Hall of fame: Nate True and Tap Tap Revolution
Tap Tap Revolution began what became one of the first big gaming franchises on the iPhone. Created by Nate True, Tap Tap Revolution was developed over the course of two days, and released on September 11, 2007, not even 3 months after the original iPhone launched, and roughly a month before Steve Jobs' open letter announcing an official SDK would be coming in 2008. True wrote on cre.ations.net at the time:
Download songs from my online collection (contact me to get your own music on there) and tap to the beat when the lights hit the bottom line.
TTR has an online update feature (under "New Tracks") where new tracks will be added (by indie artists). You can download and play them over your Wi-fi connection (downloading not recommended over EDGE but it will work).
TTR was a hit, and in 2008 True sold it to Tapulous. True also joined Tapulous to continue development of TTR, writing on cre.ations.net:
Suffice it to say, their push for more features definitely works out better for you guys. [...] We're pushing to get into the App Store at launch. It will be free, at least to begin with. So get yours as soon as you can!
Among the new features True teased was two-player mode. However, the new, official SDK also came with some official limitations:
A few of you eagle-eyed participants have noticed that the iTunes Library option is missing from the official version. This is due to restrictions in the iPhone SDK, but I have a sneaking suspicion that it won't be gone forever!
At Tapulous, True was joined on the coding side by Guy English, and on the design side by Louie Mantia. TTR also changed names, to Tap Tap Revenge. In a "long boring history" post on Decremental, Tapulous founder Bart Decrem elaborated:
Nate True and Guy English worked together on what would become Tap Tap Revenge 1.0. [...] The design for Tap Tap Revenge 1 was done by Louie Mantia. The product definition largely came from Nate, with contributions by Louie, Guy and myself. [...] On July 11, 2008, the App Store launched. Tap Tap Revenge was there on launch day and shot straight to #1.

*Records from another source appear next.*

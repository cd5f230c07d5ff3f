use serde::Serialize;

use crate::dashboard::{RequestState, Stage};
use crate::model::ForecastResult;

pub mod current;
pub mod daily;
pub mod insight;
pub mod loading;

pub const PAGE_TITLE: &str = "Weather Forecast";
const SUBMIT_LABEL: &str = "Get Weather";
const SUBMIT_BUSY_LABEL: &str = "Fetching & Analyzing...";

#[derive(Debug, Clone, Copy, PartialEq, Eq)]
pub enum Tone {
    Plain,
    Info,
    Alert,
    Highlight,
}

/// One block of terminal output.
#[derive(Debug, Clone, PartialEq)]
pub struct Panel {
    pub title: Option<String>,
    pub tone: Tone,
    pub lines: Vec<String>,
}

/// Composes the whole page for the given state.
pub fn page(state: &RequestState) -> Vec<Panel> {
    let busy = state.is_busy();
    let mut panels = vec![Panel {
        title: Some(PAGE_TITLE.to_string()),
        tone: Tone::Plain,
        lines: vec![
            format!("Latitude: {}", state.latitude_input()),
            format!("Longitude: {}", state.longitude_input()),
            format!(
                "[ {} ]",
                if busy { SUBMIT_BUSY_LABEL } else { SUBMIT_LABEL }
            ),
        ],
    }];

    match state.forecast() {
        Stage::Idle => {}
        Stage::Loading => panels.push(loading::loading_indicator()),
        Stage::Failed(message) => panels.push(Panel {
            title: None,
            tone: Tone::Alert,
            lines: vec![message.clone()],
        }),
        Stage::Ready(forecast) => {
            panels.extend(result_panels(forecast, state.interpretation()));
        }
    }

    panels
}

fn result_panels(forecast: &ForecastResult, interpretation: &Stage<String>) -> Vec<Panel> {
    let mut panels = vec![
        Panel {
            title: Some(format!(
                "Weather in {:.2}, {:.2}",
                forecast.location.latitude, forecast.location.longitude
            )),
            tone: Tone::Plain,
            lines: Vec::new(),
        },
        current::current_conditions(&forecast.current, &forecast.location.timezone),
        daily::daily_grid(&forecast.daily),
    ];
    panels.extend(insight::insight_panel(
        interpretation.value().map(String::as_str),
        interpretation.is_loading(),
        interpretation.error(),
    ));
    panels
}

/// Plain terminal rendering; panels are separated by a blank line.
pub fn to_text(panels: &[Panel]) -> String {
    panels
        .iter()
        .map(panel_text)
        .collect::<Vec<_>>()
        .join("\n\n")
}

fn panel_text(panel: &Panel) -> String {
    let mut lines = Vec::with_capacity(panel.lines.len() + 2);
    if let Some(title) = &panel.title {
        lines.push(title.clone());
        lines.push("-".repeat(title.chars().count()));
    }
    let marker = match panel.tone {
        Tone::Alert => "[!] ",
        Tone::Info => "... ",
        Tone::Plain | Tone::Highlight => "",
    };
    lines.extend(panel.lines.iter().map(|line| format!("{marker}{line}")));
    lines.join("\n")
}

/// JSON view of the request state.
#[derive(Debug, Serialize)]
pub struct DashboardSnapshot<'a> {
    pub latitude_input: &'a str,
    pub longitude_input: &'a str,
    pub busy: bool,
    pub forecast: &'a Stage<ForecastResult>,
    pub interpretation: &'a Stage<String>,
}

impl<'a> DashboardSnapshot<'a> {
    pub fn from_state(state: &'a RequestState) -> Self {
        Self {
            latitude_input: state.latitude_input(),
            longitude_input: state.longitude_input(),
            busy: state.is_busy(),
            forecast: state.forecast(),
            interpretation: state.interpretation(),
        }
    }
}
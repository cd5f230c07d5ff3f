use std::fmt;

use serde_json::{Value, json};

use crate::redaction::redact_sensitive;

pub const ENVELOPE_SCHEMA_VERSION: &str = "v1";

#[derive(Debug, Clone, Copy, PartialEq, Eq)]
pub enum OutputMode {
    Human,
    Json,
}

impl OutputMode {
    pub fn as_str(self) -> &'static str {
        match self {
            Self::Human => "human",
            Self::Json => "json",
        }
    }
}

#[derive(Debug, Clone, Copy, PartialEq, Eq)]
pub struct OutputModeSelectionError {
    pub explicit: OutputMode,
}

impl fmt::Display for OutputModeSelectionError {
    fn fmt(&self, f: &mut fmt::Formatter<'_>) -> fmt::Result {
        write!(
            f,
            "conflicting output flags: --json requires --output json (got {})",
            self.explicit.as_str()
        )
    }
}

impl std::error::Error for OutputModeSelectionError {}

pub fn select_output_mode(
    explicit: Option<OutputMode>,
    json_flag: bool,
    default_mode: OutputMode,
) -> Result<OutputMode, OutputModeSelectionError> {
    match (explicit, json_flag) {
        (Some(mode), true) if mode != OutputMode::Json => {
            Err(OutputModeSelectionError { explicit: mode })
        }
        (Some(mode), _) => Ok(mode),
        (None, true) => Ok(OutputMode::Json),
        (None, false) => Ok(default_mode),
    }
}

pub fn success_envelope(command: &str, result: Value) -> serde_json::Result<String> {
    serde_json::to_string(&json!({
        "schema_version": ENVELOPE_SCHEMA_VERSION,
        "command": command,
        "ok": true,
        "result": result,
    }))
}

/// Builds the failure envelope. The message is redacted before it is embedded.
pub fn error_envelope(command: &str, code: &str, message: &str, kind: &str, exit_code: i32) -> String {
    let payload = json!({
        "schema_version": ENVELOPE_SCHEMA_VERSION,
        "command": command,
        "ok": false,
        "error": {
            "code": code,
            "message": redact_sensitive(message),
            "details": {
                "kind": kind,
                "exit_code": exit_code,
            }
        }
    });

    serde_json::to_string(&payload).unwrap_or_else(|_| {
        format!(
            "{{\"schema_version\":\"{ENVELOPE_SCHEMA_VERSION}\",\"ok\":false,\"error\":{{\"code\":\"runtime.serialize_failed\"}}}}"
        )
    })
}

Tap Tap Revenge was even featured on iPod touch art, including a banner inside Apple's Cupertino headquarters. True posed in front of it, and shared the image on cre.ations.net
In March of 2009, Tapulous released Tap Tap Revenge 2, and re-released the original version as Tap Tap Classic. It was followed by Tap Tap Revenge 3 in October of 2009, and Tap Tap Revenge 4 in December of 2010. TTR also branched out, offering versions of the hit game centered around specific artists, like Cold Play, Katie Perry, Nine Inch Nails, the TV show Glee, and many, many more. They also added Tap Tap Dance to their portfolio in 2008, Riddim Ribbon for iPhone, as well as Tap Tap Radiation for the original iPad, in 2010, and recently, Tap Tap Revenge Tour.
- Various - Download now
Tapulous was acquired by Disney in July 2010, in no small part thanks to the strength of the brand that began with True's work in 2007. True moved on to Monster Costume, where he's now a partner and chief engineer. According to the Monster Costume site, some of his work there includes:
ABC News for iPad, Nick Chase HD, the Bartleby children's book series, and more.
Bringing popular music gameplay to the iPhone in a time before any official gaming existed, figuring out how to translate the play mechanics to multitouch and implement them absent any public-facing frameworks, and working as part of Tapulous to adapt and launch his creation alongside Apple's App Store, True helped show a generation of developers the potential of the iPhone as a mainstream gaming platform, and as a place where new, hugely successful franchises could be born.
That's why, as part of the inaugural iMore hall of fame, we're honoring Nate True, and the musical masterpiece that was born Tap Tap Revolution.